## EXERCISE INPUTS

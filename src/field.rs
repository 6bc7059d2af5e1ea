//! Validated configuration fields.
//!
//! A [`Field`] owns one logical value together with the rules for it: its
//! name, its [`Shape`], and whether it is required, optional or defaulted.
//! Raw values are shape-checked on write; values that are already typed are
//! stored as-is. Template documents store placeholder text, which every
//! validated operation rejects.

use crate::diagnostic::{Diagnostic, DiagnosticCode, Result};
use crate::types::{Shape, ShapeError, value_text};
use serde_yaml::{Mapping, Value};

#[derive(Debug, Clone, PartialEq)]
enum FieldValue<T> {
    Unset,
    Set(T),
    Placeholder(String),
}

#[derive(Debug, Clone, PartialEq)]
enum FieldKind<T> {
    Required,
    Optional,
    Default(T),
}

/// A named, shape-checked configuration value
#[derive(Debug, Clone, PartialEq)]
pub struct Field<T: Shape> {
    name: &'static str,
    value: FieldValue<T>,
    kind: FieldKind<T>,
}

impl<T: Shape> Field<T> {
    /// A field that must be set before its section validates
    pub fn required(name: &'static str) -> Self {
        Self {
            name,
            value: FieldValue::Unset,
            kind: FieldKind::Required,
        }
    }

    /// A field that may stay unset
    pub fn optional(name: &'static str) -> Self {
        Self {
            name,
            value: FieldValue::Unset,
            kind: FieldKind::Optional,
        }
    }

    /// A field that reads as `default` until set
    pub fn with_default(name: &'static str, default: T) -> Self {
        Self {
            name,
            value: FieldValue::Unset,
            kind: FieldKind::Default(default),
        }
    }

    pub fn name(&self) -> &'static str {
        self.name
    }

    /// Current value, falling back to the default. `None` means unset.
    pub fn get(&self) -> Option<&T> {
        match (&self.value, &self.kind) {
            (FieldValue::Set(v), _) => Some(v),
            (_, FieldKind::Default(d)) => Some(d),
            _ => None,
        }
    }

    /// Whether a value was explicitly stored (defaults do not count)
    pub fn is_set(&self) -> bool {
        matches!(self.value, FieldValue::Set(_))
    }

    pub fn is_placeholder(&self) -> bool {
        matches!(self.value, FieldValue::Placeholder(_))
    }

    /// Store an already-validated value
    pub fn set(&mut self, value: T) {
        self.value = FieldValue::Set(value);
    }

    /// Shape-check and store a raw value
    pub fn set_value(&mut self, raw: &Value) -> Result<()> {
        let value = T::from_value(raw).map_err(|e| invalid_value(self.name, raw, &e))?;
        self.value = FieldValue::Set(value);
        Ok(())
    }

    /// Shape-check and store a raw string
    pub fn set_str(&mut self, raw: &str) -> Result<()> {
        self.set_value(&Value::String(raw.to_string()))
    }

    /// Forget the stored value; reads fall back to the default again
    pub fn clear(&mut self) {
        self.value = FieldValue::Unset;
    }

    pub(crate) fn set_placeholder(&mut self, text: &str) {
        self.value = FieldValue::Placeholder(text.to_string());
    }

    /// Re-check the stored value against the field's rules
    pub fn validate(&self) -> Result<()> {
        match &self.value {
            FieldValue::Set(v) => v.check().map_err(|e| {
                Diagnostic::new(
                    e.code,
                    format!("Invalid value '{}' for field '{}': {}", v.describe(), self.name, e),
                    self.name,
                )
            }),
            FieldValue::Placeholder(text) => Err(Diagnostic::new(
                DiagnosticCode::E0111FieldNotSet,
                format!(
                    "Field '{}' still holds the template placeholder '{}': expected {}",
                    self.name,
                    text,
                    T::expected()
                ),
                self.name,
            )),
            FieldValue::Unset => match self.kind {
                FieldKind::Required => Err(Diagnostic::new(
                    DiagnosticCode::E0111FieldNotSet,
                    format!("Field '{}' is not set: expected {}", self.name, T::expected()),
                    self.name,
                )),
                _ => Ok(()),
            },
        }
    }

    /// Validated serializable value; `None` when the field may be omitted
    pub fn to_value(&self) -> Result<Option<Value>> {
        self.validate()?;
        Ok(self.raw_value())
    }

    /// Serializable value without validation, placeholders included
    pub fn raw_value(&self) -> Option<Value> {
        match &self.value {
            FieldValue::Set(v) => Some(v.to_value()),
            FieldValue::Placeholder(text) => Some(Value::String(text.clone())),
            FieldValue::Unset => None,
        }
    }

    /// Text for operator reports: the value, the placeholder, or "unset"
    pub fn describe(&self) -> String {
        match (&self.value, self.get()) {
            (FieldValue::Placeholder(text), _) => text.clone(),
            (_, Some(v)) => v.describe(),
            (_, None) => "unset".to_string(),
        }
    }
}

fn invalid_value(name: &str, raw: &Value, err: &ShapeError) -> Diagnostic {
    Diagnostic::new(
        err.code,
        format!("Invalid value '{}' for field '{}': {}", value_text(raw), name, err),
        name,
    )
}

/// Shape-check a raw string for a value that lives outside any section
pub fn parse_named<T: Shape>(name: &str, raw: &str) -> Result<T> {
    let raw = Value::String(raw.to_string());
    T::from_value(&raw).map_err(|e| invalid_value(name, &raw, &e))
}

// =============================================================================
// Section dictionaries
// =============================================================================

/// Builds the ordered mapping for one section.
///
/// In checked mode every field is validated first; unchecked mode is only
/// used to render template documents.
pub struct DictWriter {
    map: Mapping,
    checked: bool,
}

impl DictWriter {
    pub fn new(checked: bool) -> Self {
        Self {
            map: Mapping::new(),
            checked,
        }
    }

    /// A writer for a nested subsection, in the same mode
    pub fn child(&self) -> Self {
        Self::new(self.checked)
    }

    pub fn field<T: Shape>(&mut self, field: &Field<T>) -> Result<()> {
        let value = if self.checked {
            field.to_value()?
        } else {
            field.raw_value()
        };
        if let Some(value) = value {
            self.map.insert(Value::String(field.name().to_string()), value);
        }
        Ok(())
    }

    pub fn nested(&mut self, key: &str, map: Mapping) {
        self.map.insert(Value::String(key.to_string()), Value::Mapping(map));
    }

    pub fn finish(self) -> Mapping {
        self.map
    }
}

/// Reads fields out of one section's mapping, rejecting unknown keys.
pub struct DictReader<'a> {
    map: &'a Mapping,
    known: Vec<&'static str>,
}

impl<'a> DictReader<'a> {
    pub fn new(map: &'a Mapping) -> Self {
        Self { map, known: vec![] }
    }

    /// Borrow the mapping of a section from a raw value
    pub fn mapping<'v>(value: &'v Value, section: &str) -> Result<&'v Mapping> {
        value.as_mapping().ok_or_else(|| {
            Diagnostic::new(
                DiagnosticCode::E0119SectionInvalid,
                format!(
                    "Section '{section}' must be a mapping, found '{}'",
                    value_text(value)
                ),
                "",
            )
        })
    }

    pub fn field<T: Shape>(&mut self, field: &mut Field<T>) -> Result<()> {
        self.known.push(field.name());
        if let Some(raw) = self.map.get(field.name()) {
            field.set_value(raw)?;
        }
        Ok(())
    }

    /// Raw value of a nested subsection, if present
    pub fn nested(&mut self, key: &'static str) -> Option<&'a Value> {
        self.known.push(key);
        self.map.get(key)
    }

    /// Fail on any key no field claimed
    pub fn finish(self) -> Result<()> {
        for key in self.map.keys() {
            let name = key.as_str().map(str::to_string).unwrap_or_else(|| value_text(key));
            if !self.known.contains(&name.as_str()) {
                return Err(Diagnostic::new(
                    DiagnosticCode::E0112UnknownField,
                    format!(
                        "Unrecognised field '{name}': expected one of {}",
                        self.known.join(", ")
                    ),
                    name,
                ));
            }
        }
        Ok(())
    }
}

## WHAT IS NEEDED
Beginning at the line with "FieldValue::Unset => match" and stopping after the line with "pub fn parse_named<T: Shape>(name: &str, raw: &str)", please write out every line of the data above exactly and nothing else.

## SOLUTION FOR THIS EXERCISE
            FieldValue::Unset => match self.kind {
                FieldKind::Required => Err(Diagnostic::new(
                    DiagnosticCode::E0111FieldNotSet,
                    format!("Field '{}' is not set: expected {}", self.name, T::expected()),
                    self.name,
                )),
                _ => Ok(()),
            },
        }
    }

    /// Validated serializable value; `None` when the field may be omitted
    pub fn to_value(&self) -> Result<Option<Value>> {
        self.validate()?;
        Ok(self.raw_value())
    }

    /// Serializable value without validation, placeholders included
    pub fn raw_value(&self) -> Option<Value> {
        match &self.value {
            FieldValue::Set(v) => Some(v.to_value()),
            FieldValue::Placeholder(text) => Some(Value::String(text.clone())),
            FieldValue::Unset => None,
        }
    }

    /// Text for operator reports: the value, the placeholder, or "unset"
    pub fn describe(&self) -> String {
        match (&self.value, self.get()) {
            (FieldValue::Placeholder(text), _) => text.clone(),
            (_, Some(v)) => v.describe(),
            (_, None) => "unset".to_string(),
        }
    }
}

fn invalid_value(name: &str, raw: &Value, err: &ShapeError) -> Diagnostic {
    Diagnostic::new(
        err.code,
        format!("Invalid value '{}' for field '{}': {}", value_text(raw), name, err),
        name,
    )
}

/// Shape-check a raw string for a value that lives outside any section
pub fn parse_named<T: Shape>(name: &str, raw: &str) -> Result<T> {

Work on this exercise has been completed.